Extremes is the third studio album by American country music artist Collin Raye. As with Raye's first two albums, Extremes received platinum certification in the United States for sales of over one million copies. The singles released from this album were "That's My Story", "Man of My Word", "My Kind of Girl", "If I Were You" and "Little Rock". "My Kind of Girl" was a Number One hit on the Hot Country Songs charts, while the other singles all reached Top Ten.

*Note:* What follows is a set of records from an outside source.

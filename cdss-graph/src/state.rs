//! Per-thread conversation state.

use std::path::PathBuf;
use std::sync::Arc;

use cdss_model::Message;
use cdss_rag::{Chunk, Document};
use serde::{Deserialize, Serialize};

use crate::intent::Intent;

/// The record threaded through every node and checkpointed after each one.
///
/// `query` and `messages` only grow across invocations on the same thread.
/// The stage outputs (`docs`, `chunks`, `index_fingerprint`,
/// `retrieved_docs`) are recomputed on every invocation; the large ones are
/// shared with the guideline context so cloning a state is cheap.
#[derive(Debug, Clone, Default, Serialize, Deserialize)]
pub struct ConversationState {
    pub intent: Option<Intent>,
    pub query: Vec<Message>,
    pub guideline_path: PathBuf,
    #[serde(default)]
    pub docs: Arc<[Document]>,
    #[serde(default)]
    pub chunks: Arc<[Chunk]>,
    #[serde(default)]
    pub index_fingerprint: Option<String>,
    #[serde(default)]
    pub retrieved_docs: Vec<Chunk>,
    #[serde(default)]
    pub messages: Vec<Message>,
}

impl ConversationState {
    /// A fresh state for `input`.
    pub fn new(input: GraphInput) -> Self {
        Self { query: input.query, guideline_path: input.guideline_path, ..Self::default() }
    }

    /// Continue a checkpointed state with a new request.
    ///
    /// The new query messages are appended, the guideline path is replaced
    /// and every stage output is cleared.
    pub fn resume(mut self, input: GraphInput) -> Self {
        self.query.extend(input.query);
        self.guideline_path = input.guideline_path;
        self.intent = None;
        self.docs = Arc::default();
        self.chunks = Arc::default();
        self.index_fingerprint = None;
        self.retrieved_docs.clear();
        self
    }

    /// All query message contents joined with single spaces.
    pub fn query_text(&self) -> String {
        self.query.iter().map(|m| m.content.as_str()).collect::<Vec<_>>().join(" ")
    }

    /// The most recent output message, i.e. the answer.
    pub fn last_message(&self) -> Option<&Message> {
        self.messages.last()
    }
}

/// What a caller supplies to [`GuidelineGraph::invoke`](crate::GuidelineGraph::invoke).
#[derive(Debug, Clone, PartialEq, Serialize, Deserialize)]
pub struct GraphInput {
    pub query: Vec<Message>,
    pub guideline_path: PathBuf,
}

impl GraphInput {
    /// A single user question against the guideline at `guideline_path`.
    pub fn new(question: impl Into<String>, guideline_path: impl Into<PathBuf>) -> Self {
        Self { query: vec![Message::user(question)], guideline_path: guideline_path.into() }
    }
}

"Dreaming My Dreams with You" is a cover of the Waylon Jennings song from his album of the same name, and "A Bible and a Bus Ticket Home" was later recorded by Confederate Railroad on their album Keep On Rockin.

Professional ratings
Review scores
| Source | Rating |
| Allmusic | link |

==Track listing==

| No. | Title | Writer(s) | Length |
|---|---|---|---|
| 1. | "That's My Story" | Lee Roy Parnell, Tony Haselden | 3:03 |
| 2. | "Man of My Word" | Gary Burr, Allen Shamblin | 3:23 |
| 3. | "My Kind of Girl" | Monty Powell, John Jarrard, Debi Cochran | 2:55 |
| 4. | "Little Rock" | Tom Douglas | 3:58 |
| 5. | "A Bible and a Bus Ticket Home" | James Dean Hicks, Craig Wiseman | 3:55 |
| 6. | "Nothin' a Little Love Won't Cure" | Larry Boone, Rick Bowles, Don Cook | 3:26 |
| 7. | "If I Were You" | John Hobbs, Chris Farren | 4:06 |
| 8. | "To the Border and Beyond" | Collin Raye | 2:55 |
| 9. | "Angel of No Mercy" | Jim McBride, Chapin Hartford | 3:38 |
| 10. | "Dreaming My Dreams with You" | Allen Reynolds | 3:56 |

== Personnel ==
- Collin Raye – lead vocals, backing vocals (8)
- John Hobbs – acoustic piano, backing vocals (3), synthesizers (4), string arrangements (4, 7, 10)
- Larry Byrom – electric guitars (1, 2, 4–10), acoustic guitar (3, 10)
- Billy Joe Walker Jr. – electric guitars (1, 3, 6, 8), acoustic guitar (2, 4, 5, 7, 9, 10)
- Biff Watson – acoustic guitar (1, 2, 4–10)
- Paul Worley – electric guitars (6), acoustic guitar (9, 10)
- Dan Dugmore – steel guitar (2–5, 9, 10)
- Paul Franklin –steel guitar (6, 7)
- Joe Chemay – bass, backing vocals (4, 7)
- Eddie Bayers – drums (1, 5, 9)
- Lonnie Wilson – drums (2, 4, 6–8, 10)
- Paul Leim - drums (3)
- Rob Hajacos – fiddle (1, 2, 8, 9)
- Carl Gorodetzky – strings (4, 7, 10)
- The Nashville String Machine – strings (4, 7, 10)
- Gene Le Sage – backing vocals (1, 2, 6, 9)
- Sammy Wray – backing vocals (1)
- Scotty Wray – backing vocals (1, 2, 6, 9)
- Anthony Martin – backing vocals (3, 4, 7)
- John Wesley Ryles – backing vocals (3)
- Dennis Wilson – backing vocals (4, 5, 7)
- Curtis Young – backing vocals (4, 5)

=== Production ===
- John Hobbs – producer
- Paul Worley – producer
- Ed Seay – producer, recording, mixing
- Anthony Martin – recording assistant, mix assistant
- Robert Charles – assistant string engineer
- Keith Odle – digital editing
- Don Cobb – digital editing
- Carlos Grier – digital editing
- Denny Purcell – mastering
- GroundStar Laboratories (Nashville, Tennessee) – editing location
- Georgetown Masters (Nashville, Tennessee) – editing and mastering location
- Tammy Brown – production coordinator
- Bret Lopez – photography
- Bill Johnson – art direction
- Rollow Welch – design
- Mimi De Blasio – wardrobe
- Scott Dean Management – management

==Charts==

===Weekly charts===

| Chart (1994) | Peak position |
|---|---|
| US Billboard 200 | 73 |
| US Top Country Albums (Billboard) | 12 |

===Year-end charts===

| Chart (1994) | Position |
|---|---|
| US Top Country Albums (Billboard) | 36 |
| Chart (1995) | Position |
| US Top Country Albums (Billboard) | 51 |

==Certifications==

| Region | Certification | Certified units/sales |
| Canada (Music Canada) | Platinum | 100,000^{^} |
| United States (RIAA) | Platinum | 1,000,000^{^} |
^{^} Shipments figures based on certification alone.